**What you will do**
Both the line below containing "#[derive(Debug)]" and the line containing "pub fn get(&self)", along with every line between them, should be repeated exactly; no other line belongs in the answer.

[Saved entries]
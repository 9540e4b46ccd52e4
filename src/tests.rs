//! Cross-module tests for the query builder
//!
//! These exercise whole queries end to end: rendered SQL text, derived
//! FROM lists, placeholder numbering, and bind-value resolution.

use super::*;

mod select_tests {
    use super::*;

    #[test]
    fn test_empty_select() {
        assert_eq!(SelectQuery::new(vec![]).to_sql(), "");
    }

    #[test]
    fn test_select_int_literals() {
        assert_eq!(SelectQuery::new(vec![Expr::int(123)]).to_sql(), "SELECT 123");
        assert_eq!(
            SelectQuery::new(vec![Expr::int(123), Expr::int(42)]).to_sql(),
            "SELECT 123, 42"
        );
    }

    #[test]
    fn test_select_all_arithmetic_operators() {
        let query = SelectQuery::new(vec![
            Expr::binary(Expr::int(9), BinaryOperator::Add, Expr::int(33)),
            Expr::binary(Expr::int(123), BinaryOperator::Sub, Expr::int(81)),
            Expr::binary(Expr::int(14), BinaryOperator::Mul, Expr::int(3)),
            Expr::binary(Expr::int(714), BinaryOperator::Div, Expr::int(17)),
            Expr::binary(Expr::int(1149), BinaryOperator::Mod, Expr::int(123)),
            Expr::binary(Expr::int(42), BinaryOperator::Pow, Expr::int(1)),
        ]);
        assert_eq!(
            query.to_sql(),
            "SELECT (9 + 33), (123 - 81), (14 * 3), (714 / 17), (1149 % 123), (42 ^ 1)"
        );
    }

    #[test]
    fn test_select_nested_arithmetic() {
        let query = SelectQuery::new(vec![Expr::binary(
            Expr::int(7),
            BinaryOperator::Add,
            Expr::binary(
                Expr::binary(Expr::int(1), BinaryOperator::Add, Expr::int(10)),
                BinaryOperator::Mul,
                Expr::binary(Expr::int(25), BinaryOperator::Add, Expr::int(50)),
            ),
        )]);
        assert_eq!(query.to_sql(), "SELECT (7 + ((1 + 10) * (25 + 50)))");
    }

    #[test]
    fn test_select_all_comparison_operators() {
        let query = SelectQuery::new(vec![
            Expr::comparison(Expr::int(42), ComparisonOperator::Eq, Expr::int(42)),
            Expr::comparison(Expr::int(1), ComparisonOperator::NotEq, Expr::int(2)),
            Expr::comparison(Expr::int(1), ComparisonOperator::Lt, Expr::int(2)),
            Expr::comparison(Expr::int(1), ComparisonOperator::LtEq, Expr::int(1)),
            Expr::comparison(Expr::int(2), ComparisonOperator::Gt, Expr::int(1)),
            Expr::comparison(Expr::int(2), ComparisonOperator::GtEq, Expr::int(2)),
        ]);
        assert_eq!(
            query.to_sql(),
            "SELECT (42 = 42), (1 <> 2), (1 < 2), (1 <= 1), (2 > 1), (2 >= 2)"
        );
    }

    #[test]
    fn test_select_aggregates() {
        let query = SelectQuery::new(vec![
            Expr::avg(ColumnRef::new("users", "age")),
            Expr::max(ColumnRef::new("users", "height")),
            Expr::min(ColumnRef::new("users", "height")),
            Expr::sum(ColumnRef::new("users", "score")),
        ]);
        assert_eq!(
            query.to_sql(),
            r#"SELECT AVG("age"), MAX("height"), MIN("height"), SUM("score") FROM "users""#
        );
    }
}

mod relation_tests {
    use super::*;

    #[test]
    fn test_from_derived_from_select_list() {
        let query = SelectQuery::new(vec![
            Expr::column("users", "name"),
            Expr::column("users", "email"),
            Expr::binary(
                Expr::column("users", "height"),
                BinaryOperator::Div,
                Expr::int(100),
            ),
        ]);
        assert_eq!(
            query.to_sql(),
            r#"SELECT "name", "email", ("height" / 100) FROM "users""#
        );
    }

    #[test]
    fn test_from_multiple_relations_first_seen_order() {
        let query = SelectQuery::new(vec![
            Expr::column("users", "name"),
            Expr::column("animals", "species"),
        ]);
        assert_eq!(
            query.to_sql(),
            r#"SELECT "name", "species" FROM "users", "animals""#
        );
    }

    #[test]
    fn test_from_all_columns() {
        let query = SelectQuery::new(vec![
            Expr::all_columns("users"),
            Expr::all_columns("animals"),
        ]);
        assert_eq!(
            query.to_sql(),
            r#"SELECT "users".*, "animals".* FROM "users", "animals""#
        );
    }

    #[test]
    fn test_where_contributes_relations() {
        let query = SelectQuery::new(vec![Expr::column("users", "name")]).with_where(vec![
            Predicate::is_null(Expr::column("animals", "owner_id")),
        ]);
        assert_eq!(
            query.to_sql(),
            r#"SELECT "name" FROM "users", "animals" WHERE "owner_id" IS NULL"#
        );
    }

    #[test]
    fn test_order_by_contributes_relations() {
        let query = SelectQuery::new(vec![Expr::column("users", "name")])
            .with_order_by(vec![OrderByExpr::asc(Expr::column("animals", "weight"))]);
        assert_eq!(
            query.to_sql(),
            r#"SELECT "name" FROM "users", "animals" ORDER BY "weight" ASC"#
        );
    }
}

mod order_tests {
    use super::*;

    #[test]
    fn test_order_by_multiple_keys() {
        let query = SelectQuery::new(vec![Expr::column("users", "name")]).with_order_by(vec![
            OrderByExpr::desc(Expr::column("users", "height")),
            OrderByExpr::asc(Expr::column("users", "name")),
        ]);
        assert_eq!(
            query.to_sql(),
            r#"SELECT "name" FROM "users" ORDER BY "height" DESC, "name" ASC"#
        );
    }

    #[test]
    fn test_order_by_all_columns() {
        let query = SelectQuery::new(vec![Expr::column("users", "name")])
            .with_order_by(vec![OrderByExpr::desc(Expr::all_columns("users"))]);
        assert_eq!(
            query.to_sql(),
            r#"SELECT "name" FROM "users" ORDER BY "users".* DESC"#
        );
    }

    #[test]
    fn test_order_by_arbitrary_expression() {
        let query = SelectQuery::new(vec![Expr::column("users", "name")]).with_order_by(vec![
            OrderByExpr::desc(Expr::binary(
                Expr::int(10),
                BinaryOperator::Div,
                Expr::int(5),
            )),
        ]);
        assert_eq!(
            query.to_sql(),
            r#"SELECT "name" FROM "users" ORDER BY (10 / 5) DESC"#
        );
    }
}

mod param_tests {
    use super::*;

    #[test]
    fn test_where_params_number_left_to_right() {
        let query = SelectQuery::new(vec![Expr::column("users", "height")]).with_where(vec![
            Predicate::eq(Expr::column("users", "name"), Expr::text_param()),
            Predicate::not_eq(Expr::column("users", "city"), Expr::text_param()),
        ]);

        assert_eq!(
            query.to_sql(),
            r#"SELECT "height" FROM "users" WHERE ("name" = $1::text) AND ("city" <> $2::text)"#
        );
        assert_eq!(
            query.bindings(vec!["Alice", "Paris"]).unwrap(),
            vec![
                BindValue::String("Alice".into()),
                BindValue::String("Paris".into()),
            ]
        );
    }

    #[test]
    fn test_mixed_bound_and_free_params() {
        let query = SelectQuery::new(vec![Expr::string("Hello"), Expr::text_param()]);

        assert_eq!(query.to_sql(), "SELECT $1::text, $2::text");
        assert_eq!(
            query.bindings(vec!["Joe"]).unwrap(),
            vec![
                BindValue::String("Hello".into()),
                BindValue::String("Joe".into()),
            ]
        );
    }

    #[test]
    fn test_bound_literal_only_needs_no_inputs() {
        let query = SelectQuery::new(vec![Expr::string("Hello")]);
        assert_eq!(query.to_sql(), "SELECT $1::text");
        assert_eq!(
            query.bindings(Vec::<BindValue>::new()).unwrap(),
            vec![BindValue::String("Hello".into())]
        );
    }

    #[test]
    fn test_under_supply_is_an_error() {
        let query = SelectQuery::new(vec![Expr::text_param(), Expr::text_param()]);
        assert_eq!(
            query.bindings(vec!["only"]).unwrap_err(),
            BindError::NotEnoughValues {
                expected: 2,
                supplied: 1,
            }
        );
    }

    #[test]
    fn test_over_supply_is_an_error() {
        let query = SelectQuery::new(vec![Expr::text_param()]);
        assert_eq!(
            query.bindings(vec!["a", "b"]).unwrap_err(),
            BindError::TooManyValues {
                expected: 1,
                supplied: 2,
            }
        );
    }

    #[test]
    fn test_typed_free_param_casts() {
        let query = SelectQuery::new(vec![Expr::column("users", "name")]).with_where(vec![
            Predicate::gt_eq(
                Expr::column("users", "age"),
                Expr::param(SqlType::integer()),
            ),
        ]);
        assert_eq!(
            query.to_sql(),
            r#"SELECT "name" FROM "users" WHERE ("age" >= $1::integer)"#
        );
        assert_eq!(
            query.bindings(vec![18]).unwrap(),
            vec![BindValue::Integer(18)]
        );
    }

    #[test]
    fn test_render_is_idempotent() {
        let query = SelectQuery::new(vec![Expr::string("Hello"), Expr::text_param()])
            .with_where(vec![Predicate::eq(
                Expr::column("users", "name"),
                Expr::text_param(),
            )]);

        let first = query.to_sql();
        let second = query.to_sql();
        assert_eq!(first, second);

        let bound_first = query.bindings(vec!["Joe", "Alice"]).unwrap();
        let bound_second = query.bindings(vec!["Joe", "Alice"]).unwrap();
        assert_eq!(bound_first, bound_second);
    }
}

mod datetime_tests {
    use super::*;

    #[test]
    fn test_date_part_all_fields() {
        let cases = [
            (DateField::Century, "date_part('century', now())"),
            (DateField::Day, "date_part('day', now())"),
            (DateField::Decade, "date_part('decade', now())"),
            (DateField::DayOfWeek, "date_part('dow', now())"),
            (DateField::DayOfYear, "date_part('doy', now())"),
            (DateField::Epoch, "date_part('epoch', now())"),
            (DateField::Hour, "date_part('hour', now())"),
            (DateField::IsoDayOfWeek, "date_part('isodow', now())"),
            (DateField::IsoYear, "date_part('isoyear', now())"),
            (DateField::Microseconds, "date_part('microseconds', now())"),
            (DateField::Millennium, "date_part('millennium', now())"),
            (DateField::Milliseconds, "date_part('milliseconds', now())"),
            (DateField::Minute, "date_part('minute', now())"),
            (DateField::Month, "date_part('month', now())"),
            (DateField::Quarter, "date_part('quarter', now())"),
            (DateField::Second, "date_part('second', now())"),
            (DateField::Timezone, "date_part('timezone', now())"),
            (DateField::TimezoneHour, "date_part('timezone_hour', now())"),
            (
                DateField::TimezoneMinute,
                "date_part('timezone_minute', now())",
            ),
            (DateField::Week, "date_part('week', now())"),
            (DateField::Year, "date_part('year', now())"),
        ];

        for (field, expected) in cases {
            let sql = render_expr(&Expr::date_part(field, Expr::now()));
            assert_eq!(sql, expected, "field {:?}", field);
        }
    }

    #[test]
    fn test_date_trunc_all_precisions() {
        let cases = [
            (DatePrecision::Microseconds, "microseconds"),
            (DatePrecision::Milliseconds, "milliseconds"),
            (DatePrecision::Second, "second"),
            (DatePrecision::Minute, "minute"),
            (DatePrecision::Hour, "hour"),
            (DatePrecision::Day, "day"),
            (DatePrecision::Week, "week"),
            (DatePrecision::Month, "month"),
            (DatePrecision::Quarter, "quarter"),
            (DatePrecision::Year, "year"),
            (DatePrecision::Decade, "decade"),
            (DatePrecision::Century, "century"),
            (DatePrecision::Millennium, "millennium"),
        ];

        for (precision, keyword) in cases {
            let sql = render_expr(&Expr::date_trunc(precision, Expr::now()));
            assert_eq!(sql, format!("date_trunc('{}', now())", keyword));
        }
    }

    #[test]
    fn test_date_part_of_column() {
        let query = SelectQuery::new(vec![Expr::date_part(
            DateField::Year,
            Expr::column("events", "created_at"),
        )]);
        assert_eq!(
            query.to_sql(),
            r#"SELECT date_part('year', "created_at") FROM "events""#
        );
    }
}

mod quoting_tests {
    use super::*;

    #[test]
    fn test_quote_ident_doubles_embedded_quotes() {
        assert_eq!(quote_ident("users"), "\"users\"");
        assert_eq!(quote_ident("user\"name"), "\"user\"\"name\"");
    }

    #[test]
    fn test_awkward_identifiers_stay_quoted() {
        let query = SelectQuery::new(vec![Expr::column("odd table", "select")]);
        assert_eq!(
            query.to_sql(),
            r#"SELECT "select" FROM "odd table""#
        );
    }
}
//! Per-connection conversation slot.

use chatgpt_client::Conversation;

/// Lifecycle of one client connection.
#[derive(Debug, Clone, Copy, PartialEq, Eq)]
pub enum ConnectionState {
    Connected,
    Initialized,
    Closed,
}

/// Holds at most one conversation handle for a single connection.
///
/// Owned by the connection's router, so it needs no locking.
#[derive(Debug)]
pub struct SessionRegistry {
    conversation: Option<Conversation>,
    closed: bool,
}

impl SessionRegistry {
    pub fn new() -> Self {
        Self {
            conversation: None,
            closed: false,
        }
    }

    /// Store a handle, dropping whatever was there before.
    pub fn set(&mut self, conversation: Conversation) {
        self.conversation = Some(conversation);
    }

    pub fn get(&self) -> Option<&Conversation> {
        self.conversation.as_ref()
    }

    pub fn close(&mut self) {
        self.closed = true;
        self.conversation = None;
    }

    pub fn state(&self) -> ConnectionState {
        if self.closed {
            ConnectionState::Closed
        } else if self.conversation.is_some() {
            ConnectionState::Initialized
        } else {
            ConnectionState::Connected
        }
    }
}

impl Default for SessionRegistry {
    fn default() -> Self {
        Self::new()
    }
}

**Written response**
#[derive(Debug)]
pub struct SessionRegistry {
    conversation: Option<Conversation>,
    closed: bool,
}

impl SessionRegistry {
    pub fn new() -> Self {
        Self {
            conversation: None,
            closed: false,
        }
    }

    /// Store a handle, dropping whatever was there before.
    pub fn set(&mut self, conversation: Conversation) {
        self.conversation = Some(conversation);
    }

    pub fn get(&self) -> Option<&Conversation> {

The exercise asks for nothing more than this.